Un economista del sito Upwork rileva che, in linea di principio, online può riunirsi e interagire un numero maggiore di persone di quanto sia possibile farlo fisicamente; inoltre aumenta il bacino di forza lavoro a cui attingere, chiunque abbia una connessione internet al di là del conglomerato urbano. Avanzano ipotesi futuristiche su lavoro e collaborazione in remoto, in ambienti virtuali immersivi paragonabili ai giochi per computer, ambienti in grado di creare un senso di esperienza condivisa, di interazione umana spontanea e quindi di costruzione di relazioni. Si parla del futuro del lavoro ospitato su qube, una piattaforma simile a un gioco, completa di una sala conferenze virtuale e di spazi in cui gli avatar virtuali possono mescolarsi. Questo potrebbe permettere a un numero maggiore di aziende di operare in modo completamente virtuale, anziché secondo il modello di tempo-diviso.

Questo porterà in ogni caso a significativi cambiamenti strutturali.

Uno di questi, è che un terzo o più di tutte le perdite di posti di lavoro durante la pandemia saranno permanenti, perché il mercato del lavoro si adatterà a un mondo con meno spese in città e più in periferia e online (previsioni basate su sondaggi e dei prezzi delle azioni). Solo il 19% del totale dei licenziamenti americani da marzo è stato dato come permanente, però ad agosto l’occupazione complessiva ha recuperato meno della metà delle perdite di quest’anno.

Una seconda conseguenza è un periodo di aumentata disuguaglianza. Le recessioni colpiscono di più i poveri e i non qualificati, ma la pandemia (secondo l’FMI) è stata negativa per loro anche per la gravità del colpo inferto al mercato del lavoro. La perdita di posti di lavoro è stata pesante tra i lavoratori dei servizi (che hanno maggiori probabilità di essere giovani, donne e neri) la cui occupazione dipende dalla spesa di professionisti ad alto reddito.
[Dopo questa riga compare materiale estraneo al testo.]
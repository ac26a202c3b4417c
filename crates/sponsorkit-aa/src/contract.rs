use std::sync::Arc;

use alloy_primitives::{Address, Bytes, U256};
use alloy_sol_types::{sol, SolCall};
use sponsorkit_chain::ChainReader;
use sponsorkit_common::{Result, SponsorError};

sol! {
    interface ICounter {
        function increment() external;
        function counter() external view returns (uint256);
    }
}

/// ABI of the counter contract. Supplied by the caller; the session never
/// inspects it beyond these three operations.
pub trait CounterAbi: Send + Sync {
    fn encode_increment(&self) -> Result<Bytes>;
    fn encode_counter(&self) -> Result<Bytes>;
    fn decode_counter(&self, output: &[u8]) -> Result<U256>;
}

#[derive(Debug, Clone, Copy, Default)]
pub struct SolCounterAbi;

impl SolCounterAbi {
    pub const INCREMENT_SELECTOR: [u8; 4] = ICounter::incrementCall::SELECTOR;
    pub const COUNTER_SELECTOR: [u8; 4] = ICounter::counterCall::SELECTOR;
}

impl CounterAbi for SolCounterAbi {
    fn encode_increment(&self) -> Result<Bytes> {
        Ok(ICounter::incrementCall {}.abi_encode().into())
    }

    fn encode_counter(&self) -> Result<Bytes> {
        Ok(ICounter::counterCall {}.abi_encode().into())
    }

    fn decode_counter(&self, output: &[u8]) -> Result<U256> {
        ICounter::counterCall::abi_decode_returns(output)
            .map_err(|e| SponsorError::Rpc(format!("invalid counter() return data: {e}")))
    }
}

/// Handle on the deployed counter contract.
#[derive(Clone)]
pub struct CounterContract {
    address: Address,
    abi: Arc<dyn CounterAbi>,
    reader: Arc<dyn ChainReader>,
}

impl CounterContract {
    pub fn new(address: Address, abi: Arc<dyn CounterAbi>, reader: Arc<dyn ChainReader>) -> Self {
        Self {
            address,
            abi,
            reader,
        }
    }

    pub fn address(&self) -> Address {
        self.address
    }

    /// Call data for `increment()`.
    pub fn populate_increment(&self) -> Result<Bytes> {
        self.abi
            .encode_increment()
            .map_err(|e| match e {
                SponsorError::TransactionData(_) => e,
                other => SponsorError::TransactionData(other.to_string()),
            })
    }

    pub async fn counter(&self) -> Result<U256> {
        let data = self.abi.encode_counter()?;
        let output = self.reader.call(self.address, data).await?;
        self.abi.decode_counter(&output)
    }
}

impl std::fmt::Debug for CounterContract {
    fn fmt(&self, f: &mut std::fmt::Formatter<'_>) -> std::fmt::Result {
        f.debug_struct("CounterContract")
            .field("address", &self.address)
            .finish()
    }
}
I dati di Opportunity Insights, un team di ricercatori dell’Università di Harvard rivelano che, a fine luglio in America, i posti di lavoro con retribuzioni superiori ai 60.000 dollari l’anno erano diminuiti del 2% rispetto a gennaio. Ma i posti di lavoro con retribuzione inferiore ai 27.000 dollari erano diminuiti del 16%.

Coloro che danno da mangiare, trasportano, vestono e intrattengono le persone che sono fuori casa rappresentano circa un quarto dell’occupazione americana (MIT).

Una terza implicazione del cambiamento, la minore pressione sugli alloggi nelle città in crescita derivante dall’aumento del telelavoro, opererebbe in positivo a lungo termine.

Le opportunità di lavoro verrebbero distribuite su tutto il paese, e questo stimolerebbe la crescita, diminuendo le disuguaglianze.

La carenza di alloggi nelle città in crescita e nelle zone limitrofe ha limitato la crescita rallentando gli effetti di agglomerazione su cui si basa, oltre a fungere da barriere alle opportunità, rendendo più difficile per i poveri e i giovani il passaggio a posti di lavoro migliori. Ha anche ampliato i divari tra i proprietari di case, che hanno goduto di guadagni inattesi sui prezzi delle case, e gli affittuari. Secondo una stima, il PIL americano sarebbe del 3,7% più alto se i vincoli normativi sull’edilizia di New York, San Jose e San Francisco fossero minori, alla pari di quelle della media città americana.

Il compito della politica, secondo Economist, sarebbe quello di garantire che le transizioni strutturali già in corso non siano ostacolate da un crollo prolungato come quello che ha seguito la crisi finanziaria. Devono cioè fornire stimoli sufficienti alle imprese per la creazione di nuovi posti di lavoro in sostituzione di quelli ora “eccedenti”.